É na casa dela, ou melhor, no interior da cabeça dela que a imaginação reina solta e os criadores encontrariam terreno fértil para desenvolver uma teatralidade que fosse tão ou mais libertária quanto o tino da menina. Contudo, as ideias e os fazeres não se encaixaram nesse quesito.

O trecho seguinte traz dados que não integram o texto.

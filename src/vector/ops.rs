//! Implementations of `std::ops`.

use std::ops::{
    Add, AddAssign, Div, DivAssign, Index, IndexMut, Mul, MulAssign, Neg, Sub, SubAssign,
};

use crate::approx::ApproxEq;

use super::Vector;

impl<T, const N: usize> Index<usize> for Vector<T, N> {
    type Output = T;

    #[inline]
    fn index(&self, index: usize) -> &Self::Output {
        &self.0[index]
    }
}

impl<T, const N: usize> IndexMut<usize> for Vector<T, N> {
    #[inline]
    fn index_mut(&mut self, index: usize) -> &mut Self::Output {
        &mut self.0[index]
    }
}

// More general impl than what the derive generates.
impl<T, U, const N: usize> PartialEq<Vector<U, N>> for Vector<T, N>
where
    T: PartialEq<U>,
{
    fn eq(&self, other: &Vector<U, N>) -> bool {
        self.0 == other.0
    }
}

impl<T, const N: usize> Eq for Vector<T, N> where T: Eq {}

impl<T, U, const N: usize> PartialEq<[U; N]> for Vector<T, N>
where
    T: PartialEq<U>,
{
    fn eq(&self, other: &[U; N]) -> bool {
        self.0.eq(other)
    }
}

impl<T, U, const N: usize> PartialEq<Vector<U, N>> for [T; N]
where
    T: PartialEq<U>,
{
    fn eq(&self, other: &Vector<U, N>) -> bool {
        *self == other.0
    }
}

impl<T, U, const N: usize> PartialEq<[U]> for Vector<T, N>
where
    T: PartialEq<U>,
{
    fn eq(&self, other: &[U]) -> bool {
        self.0.eq(other)
    }
}

impl<T, const N: usize> ApproxEq for Vector<T, N>
where
    T: ApproxEq,
{
    type Tolerance = T::Tolerance;

    fn abs_diff_eq(&self, other: &Self, abs_tolerance: Self::Tolerance) -> bool {
        self.0.abs_diff_eq(&other.0, abs_tolerance)
    }

    fn rel_diff_eq(&self, other: &Self, rel_tolerance: Self::Tolerance) -> bool {
        self.0.rel_diff_eq(&other.0, rel_tolerance)
    }

    fn ulps_diff_eq(&self, other: &Self, ulps_tolerance: u32) -> bool {
        self.0.ulps_diff_eq(&other.0, ulps_tolerance)
    }
}

/// Element-wise negation.
impl<T, const N: usize> Neg for Vector<T, N>
where
    T: Neg,
{
    type Output = Vector<T::Output, N>;

    fn neg(self) -> Self::Output {
        self.map(T::neg)
    }
}

/// Element-wise addition.
impl<T, const N: usize> Add<Vector<T, N>> for Vector<T, N>
where
    T: Add,
{
    type Output = Vector<T::Output, N>;

    fn add(self, rhs: Vector<T, N>) -> Self::Output {
        self.zip(rhs).map(|(l, r)| l + r)
    }
}

/// Element-wise addition.
impl<T, const N: usize> AddAssign<Vector<T, N>> for Vector<T, N>
where
    T: AddAssign,
{
    fn add_assign(&mut self, rhs: Vector<T, N>) {
        self.0
            .iter_mut()
            .zip(rhs.0)
            .for_each(|(lhs, rhs)| *lhs += rhs);
    }
}

/// Element-wise subtraction.
impl<T, const N: usize> Sub<Vector<T, N>> for Vector<T, N>
where
    T: Sub,
{
    type Output = Vector<T::Output, N>;

    fn sub(self, rhs: Vector<T, N>) -> Self::Output {
        self.zip(rhs).map(|(l, r)| l - r)
    }
}

/// Element-wise subtraction.
impl<T, const N: usize> SubAssign<Vector<T, N>> for Vector<T, N>
where
    T: SubAssign,
{
    fn sub_assign(&mut self, rhs: Vector<T, N>) {
        self.0
            .iter_mut()
            .zip(rhs.0)
            .for_each(|(lhs, rhs)| *lhs -= rhs);
    }
}

/// Element-wise multiplication.
impl<T, const N: usize> Mul<Vector<T, N>> for Vector<T, N>
where
    T: Mul + Copy,
{
    type Output = Vector<T::Output, N>;

    fn mul(self, rhs: Vector<T, N>) -> Self::Output {
        self.zip(rhs).map(|(a, b)| a * b)
    }
}

/// Element-wise multiplication.
impl<T, const N: usize> MulAssign<Vector<T, N>> for Vector<T, N>
where
    T: MulAssign + Copy,
{
    fn mul_assign(&mut self, rhs: Vector<T, N>) {
        self.0
            .iter_mut()
            .zip(rhs.0)
            .for_each(|(lhs, rhs)| *lhs *= rhs);
    }
}

// NB: both vector-scalar and element-wise vector-vector multiplication are supported. This rules
// out a more generic `Mul<U> for Vector<T, N> where T: Mul<U>`.

/// Vector-Scalar multiplication (scaling).
impl<T, const N: usize> Mul<T> for Vector<T, N>
where
    T: Mul + Copy,
{
    type Output = Vector<T::Output, N>;

    fn mul(self, rhs: T) -> Self::Output {
        self.map(|elem| elem * rhs)
    }
}

/// Vector-Scalar multiplication (scaling).
impl<T, const N: usize> MulAssign<T> for Vector<T, N>
where
    T: MulAssign + Copy,
{
    fn mul_assign(&mut self, rhs: T) {
        self.0.iter_mut().for_each(|lhs| *lhs *= rhs);
    }
}

/// Element-wise division.
impl<T, const N: usize> Div<Vector<T, N>> for Vector<T, N>
where
    T: Div + Copy,
{
    type Output = Vector<T::Output, N>;

    fn div(self, rhs: Vector<T, N>) -> Self::Output {
        self.zip(rhs).map(|(a, b)| a / b)
    }
}

/// Element-wise division.
impl<T, const N: usize> DivAssign<Vector<T, N>> for Vector<T, N>
where
    T: DivAssign + Copy,
{
    fn div_assign(&mut self, rhs: Vector<T, N>) {
        self.0
            .iter_mut()
            .zip(rhs.0)
            .for_each(|(lhs, rhs)| *lhs /= rhs);
    }
}

/// Vector-Scalar division (scaling).
impl<T, const N: usize> Div<T> for Vector<T, N>
where
    T: Div + Copy,
{
    type Output = Vector<T::Output, N>;

    fn div(self, rhs: T) -> Self::Output {
        self.map(|elem| elem / rhs)
    }
}

/// Vector-Scalar division (scaling).
impl<T, const N: usize> DivAssign<T> for Vector<T, N>
where
    T: DivAssign + Copy,
{
    fn div_assign(&mut self, rhs: T) {
        self.0.iter_mut().for_each(|lhs| *lhs /= rhs);
    }
}

macro_rules! scalar_lhs_mul {
    ($($ty:ty),+) => {
        $(
            /// Scalar-Vector multiplication (scaling).
            impl<const N: usize> Mul<Vector<$ty, N>> for $ty {
                type Output = Vector<$ty, N>;

                fn mul(self, rhs: Vector<$ty, N>) -> Self::Output {
                    rhs * self
                }
            }
        )+
    };
}
scalar_lhs_mul!(f32, f64);

#[cfg(test)]
mod tests {
    use crate::{vec2, vec3};

    #[test]
    fn arithmetic() {
        let a = vec3(1.0f64, 2.0, 3.0);
        let b = vec3(4.0f64, 5.0, 6.0);
        assert_eq!(a + b, vec3(5.0, 7.0, 9.0));
        assert_eq!(b - a, vec3(3.0, 3.0, 3.0));
        assert_eq!(-a, vec3(-1.0, -2.0, -3.0));
        assert_eq!(a * b, vec3(4.0, 10.0, 18.0));
        assert_eq!(b / a, vec3(4.0, 2.5, 2.0));
        assert_eq!(a * 2.0, vec3(2.0, 4.0, 6.0));
        assert_eq!(2.0 * a, vec3(2.0, 4.0, 6.0));
        assert_eq!(b / 2.0, vec3(2.0, 2.5, 3.0));
    }

    #[test]
    fn assign() {
        let mut v = vec2(8, 12);
        v += vec2(2, 3);
        assert_eq!(v, [10, 15]);
        v -= vec2(5, 5);
        assert_eq!(v, [5, 10]);
        v *= vec2(2, 3);
        assert_eq!(v, [10, 30]);
        v /= vec2(5, 10);
        assert_eq!(v, [2, 3]);
        v *= 4;
        assert_eq!(v, [8, 12]);
        v /= 4;
        assert_eq!(v, [2, 3]);
    }
}
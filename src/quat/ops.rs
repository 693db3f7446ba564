use std::{
    fmt,
    ops::{Add, Mul, Neg, Sub},
};

use crate::{approx::ApproxEq, Number, Quat};

/// Hamilton product.
///
/// `(w1, v1) * (w2, v2) = (w1 * w2 - v1 · v2, v1 × v2 + w1 * v2 + w2 * v1)`
impl<T: Number> Mul for Quat<T> {
    type Output = Self;

    fn mul(self, rhs: Self) -> Self::Output {
        let (w1, v1) = (self.real(), self.imaginary());
        let (w2, v2) = (rhs.real(), rhs.imaginary());
        Quat::from_parts(w1 * w2 - v1.dot(v2), v1.cross(v2) + v2 * w1 + v1 * w2)
    }
}

/// Component-wise scaling.
impl<T: Number> Mul<T> for Quat<T> {
    type Output = Self;

    fn mul(self, rhs: T) -> Self::Output {
        Quat::from_vec(self.into_vec() * rhs)
    }
}

impl<T: Number> Add for Quat<T> {
    type Output = Self;

    fn add(self, rhs: Self) -> Self::Output {
        Quat::from_vec(self.into_vec() + rhs.into_vec())
    }
}

impl<T: Number> Sub for Quat<T> {
    type Output = Self;

    fn sub(self, rhs: Self) -> Self::Output {
        Quat::from_vec(self.into_vec() - rhs.into_vec())
    }
}

/// Negates every component. The result represents the same rotation.
impl<T: Number> Neg for Quat<T> {
    type Output = Self;

    fn neg(self) -> Self::Output {
        Quat::from_vec(-self.into_vec())
    }
}

impl<T: PartialEq> PartialEq for Quat<T> {
    fn eq(&self, other: &Self) -> bool {
        self.vec == other.vec
    }
}

impl<T: Eq> Eq for Quat<T> {}

impl<T: ApproxEq> ApproxEq for Quat<T> {
    type Tolerance = T::Tolerance;

    fn abs_diff_eq(&self, other: &Self, abs_tolerance: Self::Tolerance) -> bool {
        self.vec.abs_diff_eq(&other.vec, abs_tolerance)
    }

    fn rel_diff_eq(&self, other: &Self, rel_tolerance: Self::Tolerance) -> bool {
        self.vec.rel_diff_eq(&other.vec, rel_tolerance)
    }

    fn ulps_diff_eq(&self, other: &Self, ulps_tolerance: u32) -> bool {
        self.vec.ulps_diff_eq(&other.vec, ulps_tolerance)
    }
}

impl<T: fmt::Debug> fmt::Debug for Quat<T> {
    fn fmt(&self, f: &mut fmt::Formatter<'_>) -> fmt::Result {
        f.debug_struct("Quat")
            .field("w", &self.w)
            .field("i", &self.i)
            .field("j", &self.j)
            .field("k", &self.k)
            .finish()
    }
}

#[cfg(test)]
mod tests {
    use crate::{vec3, Quat};

    #[test]
    fn hamilton_product() {
        let i = Quat::new(0, 1, 0, 0);
        let j = Quat::new(0, 0, 1, 0);
        let k = Quat::new(0, 0, 0, 1);
        let minus_one = Quat::new(-1, 0, 0, 0);

        assert_eq!(i * i, minus_one);
        assert_eq!(j * j, minus_one);
        assert_eq!(k * k, minus_one);
        assert_eq!(i * j * k, minus_one);
        assert_eq!(i * j, k);
        assert_eq!(j * i, -k);
        assert_eq!(Quat::IDENTITY * i, i);
    }

    #[test]
    fn product_of_parts() {
        let a = Quat::from_parts(2, vec3(1, 0, 3));
        let b = Quat::from_parts(-1, vec3(0, 4, 1));
        // w = 2 * -1 - 3, v = (1, 0, 3) × (0, 4, 1) + 2 * (0, 4, 1) - (1, 0, 3)
        assert_eq!(a * b, Quat::from_parts(-5, vec3(-13, 7, 3)));
    }

    #[test]
    fn linear() {
        let a = Quat::new(1, 2, 3, 4);
        let b = Quat::new(4, 3, 2, 1);
        assert_eq!(a + b, Quat::new(5, 5, 5, 5));
        assert_eq!(a - b, Quat::new(-3, -1, 1, 3));
        assert_eq!(a * 2, Quat::new(2, 4, 6, 8));
        assert_eq!(-a, Quat::new(-1, -2, -3, -4));
    }

    #[test]
    fn fmt() {
        assert_eq!(
            format!("{:?}", Quat::new(1, 2, 3, 4)),
            "Quat { w: 1, i: 2, j: 3, k: 4 }"
        );
    }
}
//! Named field access (`v.x`, `v.y`, ...) for small vectors.

use std::{
    mem,
    ops::{Deref, DerefMut},
};

use crate::Vector;

// Each view has the same layout as the `[T; N]` inside the `#[repr(transparent)]` vector. The
// zero-sized private field prevents construction outside of this module.

#[repr(C)]
pub struct XY<T> {
    pub x: T,
    pub y: T,
    _priv: (),
}

#[repr(C)]
pub struct XYZ<T> {
    pub x: T,
    pub y: T,
    pub z: T,
    _priv: (),
}

#[repr(C)]
pub struct XYZW<T> {
    pub x: T,
    pub y: T,
    pub z: T,
    pub w: T,
    _priv: (),
}

macro_rules! field_views {
    ($($n:literal => $view:ident),+) => {
        $(
            impl<T> Deref for Vector<T, $n> {
                type Target = $view<T>;

                #[inline]
                fn deref(&self) -> &Self::Target {
                    unsafe { mem::transmute(self) }
                }
            }

            impl<T> DerefMut for Vector<T, $n> {
                #[inline]
                fn deref_mut(&mut self) -> &mut Self::Target {
                    unsafe { mem::transmute(self) }
                }
            }
        )+
    };
}
field_views!(2 => XY, 3 => XYZ, 4 => XYZW);
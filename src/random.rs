//! Random scalars, directions and rotations.

use std::f64::consts::TAU;

use crate::{Float, Quat, Vector};

/// A random number generator for the types of this crate.
///
/// [`Random`] wraps a [`fastrand::Rng`] and is passed around explicitly; there is no global
/// generator. Seeding it with [`Random::with_seed`] makes the generated sequence reproducible,
/// which is what tests should do.
///
/// # Examples
///
/// ```
/// # use gfx_linalg::*;
/// let mut a = Random::with_seed(7);
/// let mut b = Random::with_seed(7);
/// assert_eq!(a.unit_quat::<f32>(), b.unit_quat::<f32>());
///
/// let dir = a.unit_vector::<f64, 3>();
/// assert_approx_eq!(dir.length(), 1.0).abs(1e-12);
/// ```
#[derive(Debug, Clone)]
pub struct Random {
    rng: fastrand::Rng,
}

/// Floating-point types that [`Random`] can generate.
pub trait Uniform: Float {
    /// Returns a uniformly distributed value in `[0, 1)`.
    fn uniform(random: &mut Random) -> Self;
}

impl Uniform for f32 {
    fn uniform(random: &mut Random) -> Self {
        random.rng.f32()
    }
}

impl Uniform for f64 {
    fn uniform(random: &mut Random) -> Self {
        random.rng.f64()
    }
}

impl Random {
    /// Creates a generator with a random seed.
    pub fn new() -> Self {
        Self {
            rng: fastrand::Rng::new(),
        }
    }

    /// Creates a generator that produces a fixed sequence determined by `seed`.
    pub fn with_seed(seed: u64) -> Self {
        Self {
            rng: fastrand::Rng::with_seed(seed),
        }
    }

    /// Returns a uniformly distributed value in `[0, 1)`.
    pub fn unit<T: Uniform>(&mut self) -> T {
        T::uniform(self)
    }

    /// Returns a uniformly distributed value in `[-1, 1)`.
    pub fn symmetric<T: Uniform>(&mut self) -> T {
        self.unit::<T>() * (T::ONE + T::ONE) - T::ONE
    }

    /// Returns a uniformly distributed value in `[low, high)`.
    pub fn range<T: Uniform>(&mut self, low: T, high: T) -> T {
        low + (high - low) * self.unit::<T>()
    }

    /// Returns a vector whose elements are uniformly distributed in `[-1, 1)`.
    pub fn vector<T: Uniform, const N: usize>(&mut self) -> Vector<T, N> {
        Vector::from_fn(|_| self.symmetric())
    }

    /// Returns a normally distributed value with mean 0 and standard deviation 1.
    pub fn gaussian<T: Uniform>(&mut self) -> T {
        // Box-Muller transform. `u1` is in `(0, 1]`, so its logarithm is finite.
        let u1 = 1.0 - self.rng.f64();
        let u2 = self.rng.f64();
        T::from_f64((-2.0 * u1.ln()).sqrt() * (TAU * u2).cos())
    }

    /// Returns a uniformly distributed direction (a vector of unit length).
    ///
    /// Works for any dimension: the components are drawn from a normal distribution, which is
    /// rotationally symmetric, so the normalized vector is uniform on the unit sphere.
    ///
    /// # Panics
    ///
    /// Panics if `N` is 0.
    pub fn unit_vector<T: Uniform, const N: usize>(&mut self) -> Vector<T, N> {
        assert!(N > 0, "zero-dimensional vectors have no direction");

        loop {
            let v = Vector::<T, N>::from_fn(|_| self.gaussian());
            if v.length2() > T::EPSILON {
                if let Ok(dir) = v.normalize() {
                    return dir;
                }
            }
        }
    }

    /// Returns a uniformly distributed rotation (a quaternion of unit length).
    pub fn unit_quat<T: Uniform>(&mut self) -> Quat<T> {
        Quat::from_vec(self.unit_vector())
    }
}

impl Default for Random {
    fn default() -> Self {
        Self::new()
    }
}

Dentro das formas animadas, objetos e bonecos são acessados pelo Porto Cênico para dar asas aos amigos imaginários com os quais Raquel expõe e reelabora seus conflitos. E para tanto ela tem a cumplicidade dos leitores e espectadores, no caso. O uso dessa técnica na montagem macula o espírito da manipulação, coronário na modalidade teatral visitada.
![]() |
foto by Carolina Copello |
O veterano Grupo Sobrevento (SP) costuma afirmar que a manipulação, em si, não deveria ser o motor da ação, mas o corpo de quem possibilitaria dar a ver o ponto de mutação por meio do qual o boneco ou o objeto se emancipam – tal qual o processo de autoconhecimento explanado pela narradora e personagem.
A evolução do apaixonamento do galo Rei/Afonso (boneco) pela Guarda-Chuva (objeto), por exemplo, tem seu encanto afetado quando são notados gestos e movimentos mecânicos.
Ao serem retirados do fundo da sacola agigantada de modo a ganharem voz ou sentido atribuídos pela menina – verdades verdadeiras para o público embalado pela história do lado de cá –, o galo e “a” Guarda-Chuva oscilam em suas potencialidades expressivas. Idem para a mímica ligeira das pipas que não sugerem o tempo para que sejam observadas as linhas de quem empina com as mãos, ou para que se desenhassem num céu hipotético as raias e rabiolas.
O artigo “a” bolado pela própria autora para Guarda-Chuva abre uma janela auspiciosa para se pensar os lugares de gênero e da brincadeira com a linguagem, ao que o grupo endossa. Há mais mistérios entre linguiça e enguiça do que sonha a vã imaginação.
A sobriedade das cortinas da cenografia tende ao universo despojado da família, mas soa um ambiente artisticamente frio para o público a que se destina. Já a desproporcionalidade da cadeira e da bolsa-título em seu design ficcionalizado as retira da inanição de origem e cumpre tabelinha com o espírito das coisas como elas deveriam ser segundo a Raquel.